Create OCR App using Salesforce Einstein OCR API

By Dhanik Lal SahniJune 26, 2020Updated:June 11, 202363 Comments5 Mins Read

Create OCR App using Salesforce Einstein OCR API

Nowadays organizations are going for digital automation for most of their repetitive work like manual records entries from printed forms. This manual entry requirement can be for the application form, insurance forms, doctor prescription forms, examination forms, digitized business cards, and many more. This post will explain the OCR App using Salesforce Einstein to extract text from images and populate them in Salesforce objects.

For extracting text from images we have many API service available which gives almost 95% accuracy. Refer to my other post related to this service.

Salesforce announced OCR (Einstein Optical Character Recognition) service in Apr,2019. This API is now available for use.

Einstein Optical Character Recognition (OCR) leverages computer vision to analyze documents and extract relevant information, making repetitive tasks like data entry more efficient.

Let us integrate Einstein OCR in Salesforce for extracting form data. Below steps will be required to integrate it.

Create an account in Einstein Platform Services
Create a Private Key and Generate Token
Call Einstein OCR API from Apex
Extract image data in the Case object

1. Create an account in Einstein Platform Services

We have to consume Einstein OCR API so first create an API account. Create an account at https://api.einstein.ai/signup. This will send an email to your provided email. Confirm email to start working on OCR.
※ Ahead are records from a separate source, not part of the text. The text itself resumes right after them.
//! Monte Carlo terminal-price simulation under geometric Brownian motion.
//!
//! Each of N independent paths walks H daily GBM steps and keeps only its
//! terminal simple return; intra-path prices are discarded. Paths are
//! independent units of work: under the `parallel` feature they are
//! distributed over the rayon pool with a deterministic per-path seed
//! derived from the base seed, so a given seed reproduces the identical
//! ensemble whether execution is parallel or sequential. Cancellation is
//! cooperative and checked between path batches.

#[cfg(feature = "serde")]
use serde::{Deserialize, Serialize};
use std::sync::atomic::{AtomicBool, Ordering};
use std::sync::Arc;

use crate::errors::{validate_all_finite, EngineError, RiskResult};
use crate::math_utils::{mean, population_std};
use crate::rng::{derive_path_seed, PathRng};

/// Trading days per year; one simulation step is `1 / 252` of a year.
pub const TRADING_DAYS_PER_YEAR: f64 = 252.0;

/// Paths simulated between cancellation checks.
const PATH_BATCH: usize = 1024;

/// Parameters for one simulation run.
#[derive(Debug, Clone, Copy, PartialEq)]
#[cfg_attr(feature = "serde", derive(Serialize, Deserialize))]
pub struct SimulationParameters {
    /// Spot price at the start of every path; must be positive.
    pub current_price: f64,
    /// Annualized drift (mu).
    pub annual_drift: f64,
    /// Annualized volatility (sigma); must be non-negative.
    pub annual_volatility: f64,
    /// Horizon in trading days; at least 1.
    pub horizon_days: usize,
    /// Number of independent paths; at least 1.
    pub path_count: usize,
}

impl SimulationParameters {
    /// Validate all parameter constraints.
    pub fn validate(&self) -> RiskResult<()> {
        if !self.current_price.is_finite() || self.current_price <= 0.0 {
            return Err(EngineError::InvalidParameter {
                parameter: "current_price".to_string(),
                value: self.current_price,
                constraint: "finite and > 0".to_string(),
            });
        }
        if !self.annual_drift.is_finite() {
            return Err(EngineError::InvalidParameter {
                parameter: "annual_drift".to_string(),
                value: self.annual_drift,
                constraint: "finite".to_string(),
            });
        }
        if !self.annual_volatility.is_finite() || self.annual_volatility < 0.0 {
            return Err(EngineError::InvalidParameter {
                parameter: "annual_volatility".to_string(),
                value: self.annual_volatility,
                constraint: "finite and >= 0".to_string(),
            });
        }
        if self.horizon_days < 1 {
            return Err(EngineError::InvalidParameter {
                parameter: "horizon_days".to_string(),
                value: self.horizon_days as f64,
                constraint: ">= 1".to_string(),
            });
        }
        if self.path_count < 1 {
            return Err(EngineError::InvalidParameter {
                parameter: "path_count".to_string(),
                value: self.path_count as f64,
                constraint: ">= 1".to_string(),
            });
        }
        Ok(())
    }

    /// Derive parameters from a daily log-return series.
    ///
    /// Annualizes the sample mean (x252) and population standard deviation
    /// (x sqrt(252)). Requires at least `min_history` returns, else
    /// [`EngineError::InsufficientHistory`].
    pub fn from_returns(
        returns: &[f64],
        current_price: f64,
        horizon_days: usize,
        path_count: usize,
        min_history: usize,
    ) -> RiskResult<Self> {
        if returns.len() < min_history {
            return Err(EngineError::InsufficientHistory {
                stage: "simulation",
                required: min_history,
                actual: returns.len(),
            });
        }
        validate_all_finite(returns, "returns")?;

        let params = Self {
            current_price,
            annual_drift: mean(returns) * TRADING_DAYS_PER_YEAR,
            annual_volatility: population_std(returns) * TRADING_DAYS_PER_YEAR.sqrt(),
            horizon_days,
            path_count,
        };
        params.validate()?;
        Ok(params)
    }
}

/// Cooperative cancellation token checked between path batches.
///
/// Cloning shares the flag; any clone can cancel a running simulation.
#[derive(Debug, Clone, Default)]
pub struct CancellationToken {
    cancelled: Arc<AtomicBool>,
}

impl CancellationToken {
    /// Create a fresh, uncancelled token.
    pub fn new() -> Self {
        Self::default()
    }

    /// Request cancellation.
    pub fn cancel(&self) {
        self.cancelled.store(true, Ordering::Relaxed);
    }

    /// Whether cancellation has been requested.
    pub fn is_cancelled(&self) -> bool {
        self.cancelled.load(Ordering::Relaxed)
    }
}

/// Transient collection of per-path terminal simple returns.
///
/// Discarded once risk metrics have been derived from it.
#[derive(Debug, Clone, PartialEq)]
pub struct SimulatedPathEnsemble {
    /// Terminal simple return of each path, in path-index order.
    pub terminal_returns: Vec<f64>,
    /// Horizon the paths were simulated over, in trading days.
    pub horizon_days: usize,
}

impl SimulatedPathEnsemble {
    /// Number of simulated paths.
    pub fn len(&self) -> usize {
        self.terminal_returns.len()
    }

    /// Whether the ensemble holds no paths.
    pub fn is_empty(&self) -> bool {
        self.terminal_returns.is_empty()
    }
}

/// GBM terminal-price Monte Carlo simulator.
#[derive(Debug, Clone)]
pub struct MonteCarloSimulator {
    params: SimulationParameters,
}

impl MonteCarloSimulator {
    /// Create a simulator, validating the parameters up front.
    pub fn new(params: SimulationParameters) -> RiskResult<Self> {
        params.validate()?;
        Ok(Self { params })
    }

    /// The validated parameters.
    pub fn params(&self) -> &SimulationParameters {
        &self.params
    }

    /// Simulate the full ensemble.
    ///
    /// `seed` fixes the base seed; `None` draws one from OS entropy.
    /// Identical seeds reproduce identical ensembles.
    pub fn simulate(&self, seed: Option<u64>) -> RiskResult<SimulatedPathEnsemble> {
        self.simulate_with_cancellation(seed, None)
    }

    /// Simulate with a cooperative cancellation token.
    ///
    /// The token is polled between fixed-size path batches; a
    /// triggered token aborts with [`EngineError::Cancelled`] and the count
    /// of paths completed so far.
    pub fn simulate_with_cancellation(
        &self,
        seed: Option<u64>,
        cancel: Option<&CancellationToken>,
    ) -> RiskResult<SimulatedPathEnsemble> {
        let base_seed = seed.unwrap_or_else(PathRng::random_seed);
        let p = &self.params;

        let dt = 1.0 / TRADING_DAYS_PER_YEAR;
        let drift_step = (p.annual_drift - 0.5 * p.annual_volatility * p.annual_volatility) * dt;
        let vol_step = p.annual_volatility * dt.sqrt();

        let mut terminal_returns = Vec::with_capacity(p.path_count);
        let mut start = 0usize;
        while start < p.path_count {
            if let Some(token) = cancel {
                if token.is_cancelled() {
                    return Err(EngineError::Cancelled {
                        completed_paths: start,
                        total_paths: p.path_count,
                    });
                }
            }
            let end = (start + PATH_BATCH).min(p.path_count);

            #[cfg(feature = "parallel")]
            {
                use rayon::prelude::*;
                terminal_returns.par_extend((start..end).into_par_iter().map(|i| {
                    simulate_terminal_return(p, drift_step, vol_step, derive_path_seed(base_seed, i as u64))
                }));
            }

            #[cfg(not(feature = "parallel"))]
            {
                for i in start..end {
                    terminal_returns.push(simulate_terminal_return(
                        p,
                        drift_step,
                        vol_step,
                        derive_path_seed(base_seed, i as u64),
                    ));
                }
            }

            start = end;
        }

        Ok(SimulatedPathEnsemble {
            terminal_returns,
            horizon_days: p.horizon_days,
        })
    }
}

/// Walk one path and return its terminal simple return.
fn simulate_terminal_return(
    params: &SimulationParameters,
    drift_step: f64,
    vol_step: f64,
    path_seed: u64,
) -> f64 {
    let mut rng = PathRng::with_seed(path_seed);
    let mut price = params.current_price;
    for _ in 0..params.horizon_days {
        let z = rng.standard_normal();
        price *= (drift_step + vol_step * z).exp();
    }
    (price - params.current_price) / params.current_price
}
In the registration process, it will ask you to download a key file. Download that file, it will be used to generate tokens. The file will be saved as einstein_platform.pem. Upload this file in the Salesforce File object. Below is a screenshot of the file record of key file.

You can also follow the steps which are mentioned at Einstein Vision and Language

2. Create a Private Key and Generate Token

For integrating external API from Apex we need an API token which will require to authenticate requests. Einstein OCR API requires a valid JWT Token. This token will be generated from the above-mentioned key file.

The token can be generated online from https://api.einstein.ai/token as well but this will not work when we use API in Salesforce. We have to generate tokens at runtime before calling OCR API. We will use API https://api.einstein.ai/v2/oauth2/token for generating tokens from the apex.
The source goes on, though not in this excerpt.